(Stored data entries)
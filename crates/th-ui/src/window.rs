//! Output window backed by a terminal

use std::io::{self, Stdout, Write};

use crossterm::cursor::MoveTo;
use crossterm::queue;
use crossterm::style::{Print, ResetColor, SetForegroundColor};
use crossterm::terminal::{Clear, ClearType};
use th_core::io::{OutputWindow, TextColor};
use tracing::warn;

use crate::display::text_color;

/// Writes each line of game text to a terminal, colored by its attribute
pub struct TerminalWindow<W: Write> {
    out: W,
}

impl TerminalWindow<Stdout> {
    pub fn stdout() -> Self {
        Self::new(io::stdout())
    }
}

impl<W: Write> TerminalWindow<W> {
    pub fn new(out: W) -> Self {
        Self { out }
    }

    pub fn into_inner(self) -> W {
        self.out
    }

    fn write_line(&mut self, text: &str, color: TextColor) -> io::Result<()> {
        match text_color(color) {
            Some(fg) => queue!(
                self.out,
                SetForegroundColor(fg),
                Print(text),
                ResetColor,
                Print("\n")
            )?,
            None => queue!(self.out, Print(text), Print("\n"))?,
        }
        self.out.flush()
    }

    fn clear_screen(&mut self) -> io::Result<()> {
        queue!(self.out, Clear(ClearType::All), MoveTo(0, 0))?;
        self.out.flush()
    }
}

impl<W: Write> OutputWindow for TerminalWindow<W> {
    fn add_text(&mut self, text: &str, color: TextColor) {
        if let Err(e) = self.write_line(text, color) {
            warn!("Failed to write to terminal: {}", e);
        }
    }

    fn clear(&mut self) {
        if let Err(e) = self.clear_screen() {
            warn!("Failed to clear terminal: {}", e);
        }
    }
}

#[cfg(test)]
mod tests {
    use super::*;

    fn written(window: TerminalWindow<Vec<u8>>) -> String {
        String::from_utf8(window.into_inner()).unwrap()
    }

    #[test]
    fn test_plain_line() {
        let mut window = TerminalWindow::new(Vec::new());
        window.add_text("What's your next move? ", TextColor::Black);
        assert_eq!(written(window), "What's your next move? \n");
    }

    #[test]
    fn test_colored_line_is_reset() {
        let mut window = TerminalWindow::new(Vec::new());
        window.add_text("You lose!", TextColor::Red);
        let out = written(window);
        assert!(out.starts_with("\x1b["));
        assert!(out.contains("You lose!"));
        // ResetColor
        assert!(out.ends_with("\x1b[0m\n"));
    }

    #[test]
    fn test_clear_moves_home() {
        let mut window = TerminalWindow::new(Vec::new());
        window.clear();
        let out = written(window);
        assert!(out.contains("\x1b[2J"));
        assert!(out.contains("\x1b[1;1H"));
    }

    struct Broken;

    impl Write for Broken {
        fn write(&mut self, _: &[u8]) -> io::Result<usize> {
            Err(io::Error::new(io::ErrorKind::BrokenPipe, "gone"))
        }

        fn flush(&mut self) -> io::Result<()> {
            Err(io::Error::new(io::ErrorKind::BrokenPipe, "gone"))
        }
    }

    #[test]
    fn test_write_errors_do_not_panic() {
        let mut window = TerminalWindow::new(Broken);
        window.add_text("anyone there?", TextColor::Orange);
        window.clear();
    }
}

* **TASK GOAL**: Your task is to transcribe each record faithfully and in full.

* **RESPONSE TO THE TASK**:
filename crates/th-ui/src/window.rs
//! Output window backed by a terminal

use std::io::{self, Stdout, Write};

use crossterm::cursor::MoveTo;
use crossterm::queue;
use crossterm::style::{Print, ResetColor, SetForegroundColor};
use crossterm::terminal::{Clear, ClearType};
use th_core::io::{OutputWindow, TextColor};
use tracing::warn;

use crate::display::text_color;

/// Writes each line of game text to a terminal, colored by its attribute
pub struct TerminalWindow<W: Write> {
    out: W,
}

impl TerminalWindow<Stdout> {
    pub fn stdout() -> Self {
        Self::new(io::stdout())
    }
}

impl<W: Write> TerminalWindow<W> {
    pub fn new(out: W) -> Self {
        Self { out }
    }

    pub fn into_inner(self) -> W {
        self.out
    }

    fn write_line(&mut self, text: &str, color: TextColor) -> io::Result<()> {
        match text_color(color) {
            Some(fg) => queue!(
                self.out,
                SetForegroundColor(fg),
                Print(text),
                ResetColor,
                Print("\n")
            )?,
            None => queue!(self.out, Print(text), Print("\n"))?,
        }
        self.out.flush()
    }

    fn clear_screen(&mut self) -> io::Result<()> {
        queue!(self.out, Clear(ClearType::All), MoveTo(0, 0))?;
        self.out.flush()
    }
}

impl<W: Write> OutputWindow for TerminalWindow<W> {
    fn add_text(&mut self, text: &str, color: TextColor) {
        if let Err(e) = self.write_line(text, color) {
            warn!("Failed to write to terminal: {}", e);
        }
    }

    fn clear(&mut self) {
        if let Err(e) = self.clear_screen() {
            warn!("Failed to clear terminal: {}", e);
        }
    }
}

#[cfg(test)]
mod tests {
    use super::*;

    fn written(window: TerminalWindow<Vec<u8>>) -> String {
        String::from_utf8(window.into_inner()).unwrap()
    }

    #[test]
    fn test_plain_line() {
        let mut window = TerminalWindow::new(Vec::new());
        window.add_text("What's your next move? ", TextColor::Black);
        assert_eq!(written(window), "What's your next move? \n");
    }

    #[test]
    fn test_colored_line_is_reset() {
        let mut window = TerminalWindow::new(Vec::new());
        window.add_text("You lose!", TextColor::Red);
        let out = written(window);
        assert!(out.starts_with("\x1b["));
        assert!(out.contains("You lose!"));
        // ResetColor
        assert!(out.ends_with("\x1b[0m\n"));
    }

    #[test]
    fn test_clear_moves_home() {
        let mut window = TerminalWindow::new(Vec::new());
        window.clear();
        let out = written(window);
        assert!(out.contains("\x1b[2J"));
        assert!(out.contains("\x1b[1;1H"));
    }

    struct Broken;

    impl Write for Broken {
        fn write(&mut self, _: &[u8]) -> io::Result<usize> {
            Err(io::Error::new(io::ErrorKind::BrokenPipe, "gone"))
        }

        fn flush(&mut self) -> io::Result<()> {
            Err(io::Error::new(io::ErrorKind::BrokenPipe, "gone"))
        }
    }

    #[test]
    fn test_write_errors_do_not_panic() {
        let mut window = TerminalWindow::new(Broken);
        window.add_text("anyone there?", TextColor::Orange);
        window.clear();
    }
}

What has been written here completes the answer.